Tanto per smentire quelli che pensano che il cinema non parlato sia un orto chiuso destinato a vecchi e nuovi sognatori distaccato dall'attualità, due delle gloriose Giornate del Cinema Muto, 44ma edizione, a Pordenone dal 4 all'11 ottobre, si sono relazionate con brillante spettacolarità all'attualità più drammatica.
Mercoledì 8 la serata è stata dedicata a un evento speciale, a ricordarci da una parte quanto la guerra sia sempre ideologicamente sporca, dall'altra quanto per Gaza (e la Palestina tutta) non si tratti tragicamente di una prima volta, lembo di terra violentato e massacrato da tutti gli eserciti sulla pelle degli abitanti.

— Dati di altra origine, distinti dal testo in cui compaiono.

//! Decoding of raw perf samples into [`PacketEvent`]s

use bytes::Bytes;
use serde::Serialize;
use thiserror::Error;
use xdpcap_common::{PacketMetadata, HEADER_LEN};

/// A captured packet as reported by the XDP program
#[derive(Debug, Clone, PartialEq, Eq, Serialize)]
pub struct PacketEvent {
    pub cookie: u16,
    pub packet_length: u16,
    pub payload: Bytes,
}

#[derive(Error, Debug, Clone, PartialEq, Eq)]
pub enum DecodeError {
    #[error("sample is {actual} bytes, shorter than the 4-byte header")]
    MissingHeader { actual: usize },

    #[error("header announces {expected} payload bytes but only {actual} follow")]
    TruncatedPayload { expected: usize, actual: usize },
}

/// Decode one raw sample.
///
/// The header is two little-endian `u16`s (cookie, packet length). Exactly
/// `packet_length` bytes are taken after it; anything beyond that is perf
/// record padding and is ignored.
pub fn decode(raw: &[u8]) -> Result<PacketEvent, DecodeError> {
    let (cookie, packet_length) = parse_header(raw)?;
    let end = HEADER_LEN + packet_length as usize;

    Ok(PacketEvent {
        cookie,
        packet_length,
        payload: Bytes::copy_from_slice(&raw[HEADER_LEN..end]),
    })
}

/// Same as [`decode`], but the payload shares the sample's allocation.
pub fn decode_bytes(raw: &Bytes) -> Result<PacketEvent, DecodeError> {
    let (cookie, packet_length) = parse_header(raw)?;
    let end = HEADER_LEN + packet_length as usize;

    Ok(PacketEvent {
        cookie,
        packet_length,
        payload: raw.slice(HEADER_LEN..end),
    })
}

/// Returns `(cookie, packet_length)` once the payload is known to be present.
fn parse_header(raw: &[u8]) -> Result<(u16, u16), DecodeError> {
    if raw.len() < HEADER_LEN {
        return Err(DecodeError::MissingHeader { actual: raw.len() });
    }
    let header = PacketMetadata::from_le_bytes([raw[0], raw[1], raw[2], raw[3]]);
    let (cookie, packet_length) = (header.cookie, header.packet_len);

    let available = raw.len() - HEADER_LEN;
    if available < packet_length as usize {
        return Err(DecodeError::TruncatedPayload {
            expected: packet_length as usize,
            actual: available,
        });
    }
    Ok((cookie, packet_length))
}

#[cfg(test)]
mod tests {
    use super::*;

    #[test]
    fn test_decode_exact_sample() {
        let raw = [0x2A, 0x00, 0x03, 0x00, 0x01, 0x02, 0x03];
        let event = decode(&raw).expect("valid sample");

        assert_eq!(event.cookie, 42);
        assert_eq!(event.packet_length, 3);
        assert_eq!(event.payload.as_ref(), &[1, 2, 3]);
    }

    #[test]
    fn test_decode_little_endian_cookie() {
        let raw = [0xAD, 0xDE, 0x00, 0x00];
        let event = decode(&raw).expect("header-only sample");

        assert_eq!(event.cookie, 0xdead);
        assert_eq!(event.packet_length, 0);
        assert!(event.payload.is_empty());
    }

    #[test]
    fn test_decode_ignores_trailing_padding() {
        let raw = [0x01, 0x00, 0x02, 0x00, 0xAA, 0xBB, 0x00, 0x00];
        let event = decode(&raw).unwrap();

        assert_eq!(event.payload.as_ref(), &[0xAA, 0xBB]);
        assert_eq!(event.payload.len(), event.packet_length as usize);
    }

    #[test]
    fn test_decode_truncated_payload() {
        // announces 0x0100 = 256 bytes, carries 2
        let raw = [0x01, 0x00, 0x00, 0x01, 0xAA, 0xBB];

        assert_eq!(
            decode(&raw),
            Err(DecodeError::TruncatedPayload {
                expected: 256,
                actual: 2
            })
        );
    }

    #[test]
    fn test_decode_every_short_prefix_fails() {
        let raw = [0x07, 0x00, 0x05, 0x00, 1, 2, 3, 4, 5];

        for cut in HEADER_LEN..raw.len() {
            let err = decode(&raw[..cut]).unwrap_err();
            assert!(
                matches!(err, DecodeError::TruncatedPayload { expected: 5, .. }),
                "prefix of {} bytes: {:?}",
                cut,
                err
            );
        }
        for cut in 0..HEADER_LEN {
            assert_eq!(
                decode(&raw[..cut]),
                Err(DecodeError::MissingHeader { actual: cut })
            );
        }
    }

    #[test]
    fn test_decode_bytes_shares_buffer() {
        let raw = Bytes::from_static(&[0x2A, 0x00, 0x03, 0x00, 0x01, 0x02, 0x03, 0xFF]);
        let event = decode_bytes(&raw).unwrap();

        assert_eq!(event, decode(&raw).unwrap());
        assert_eq!(event.payload.as_ptr(), raw[HEADER_LEN..].as_ptr());
    }
}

Il sipario si è aperto con la proiezione di The German Retreat and Battle di Arras, una raccolta di documenti girati nel 1917 sull'avanzata delle truppe anglosassoni alla riconquista del territorio del comune francese di Arras, quasi ai confini del Belgio. Nonostante l'evidente intento propagandistico (il film tace sulle ingenti perdite di truppe Sudafricane e fucilieri scozzesi e i quattro registi furono rigorosamente accompagnati solo in luoghi designati per organizzare le riprese), impressiona la devastazione generale, i crateri nel terreno, le esplosioni dei bombardamenti. Terzo capitolo di una antologia bellica britannica comprendente anche La battaglia della Somma e La battaglia dell'Ancre, il film è supportato da una colonna sonora composta ad hoc da Laura Rossi, suggestioni britteniane e tanti cori, ed eseguita dall'Orchestra da camera e dal coro di Pordenone.
Ancora più impressionante il documentario successivo, Palestine -A Revised Narrative (del 2024 ma con riprese del 1917), montato e musicato (colonna sonora elettronica di sicuro effetto) da Cynthia Zaven. Racconta episodi della conquista anglosassone della Palestina allora dominio dei turchi, con bombardamento e conquista di Gaza e quindi il resto del territorio, Gerusalemme compresa. Colpisce comunque la serenità e la compostezza di una popolazione (peraltro niente affatto in condizioni miserabili) i cui figli e nipoti avrebbero subito angherie ben più gravi e tragiche un secolo dopo. Se le immagini inglesi sottolineano la serenità con cui musulmani, cristiani ed ebrei convivono nei e con i loro luoghi sacri, non mancano momenti oggettivamente “disturbanti”, ad esempio la cronaca della resa di Gerusalemme, con un dignitosissimo sindaco che si consegna a un imbarazzato soldatino con tanto di baionetta sguainata e che non sa bene che fare. Una sala gremita ha salutato con una ovazione i due film.
Il giorno dopo, invece, la guerra vista dal mondo comedy di Hollywood.
Delizioso mediometraggio con protagonista l'oggi colpevolmente dimenticato Harry Langdon, Soldier Man, 1928, regia di Harry Edwards (ma era cosceneggiato dal futuro grande tutor di Langdon Frank Capra che iniziò persino le riprese), è un altro “omaggio” all'allora in auge mondo fantastico di Ruritania, con il protagonista dalla faccia infantile (ma dalle gag mimiche brillanti) nel ruolo doppio di un soldato in guerra e del buffo re di Bomania Strudel XIII; un antipasto stuzzicante e ideale prima di un piatto forte di importanza assoluta: in anteprima mondiale, la proiezione del restauro (dal MoMa) di Charlot Soldato (in originale Shoulder Arms), capolavoro di comicità del 1918, regia dello stesso Chaplin.
Occhio alla data: a prescindere dall'esplosione di gag e invenzioni esilaranti di una star ancora oggi di prodigiosa godibilità, si noti che qui per la prima volta viene mostrata sul set la vita di trincea. Giustamente il critico Dave Kehr fa notare l'assoluta “rottura rivoluzionaria” di un film che faceva sbellicare senza nulla togliere al messaggio pacifista, al confronto di una marea di lunghi e corti propagandistici o ridondanti. Una satira sulla vita del fantaccino medio praticamente solo in leggera differita rispetto alla realtà.
Insomma due serate preziose, all'interno di un programma come sempre vario e articolato, “incastonato” tra l'anteprima del Cirano di Bergerac (1922) di Augusto Genina con il supporto di Mario Camerini (capolavoro da riscoprire) e la serata finale di Accidenti che ospitalità! (Our Hospitality, 1923) opera immortale di Buster Keaton, che è peraltro il simbolo stesso delle Giornate del Cinema Muto, manifestazione unica nel panorama mondiale dei festival, dirette da Jay Weissberg e con la presidenza di Livio Jacob.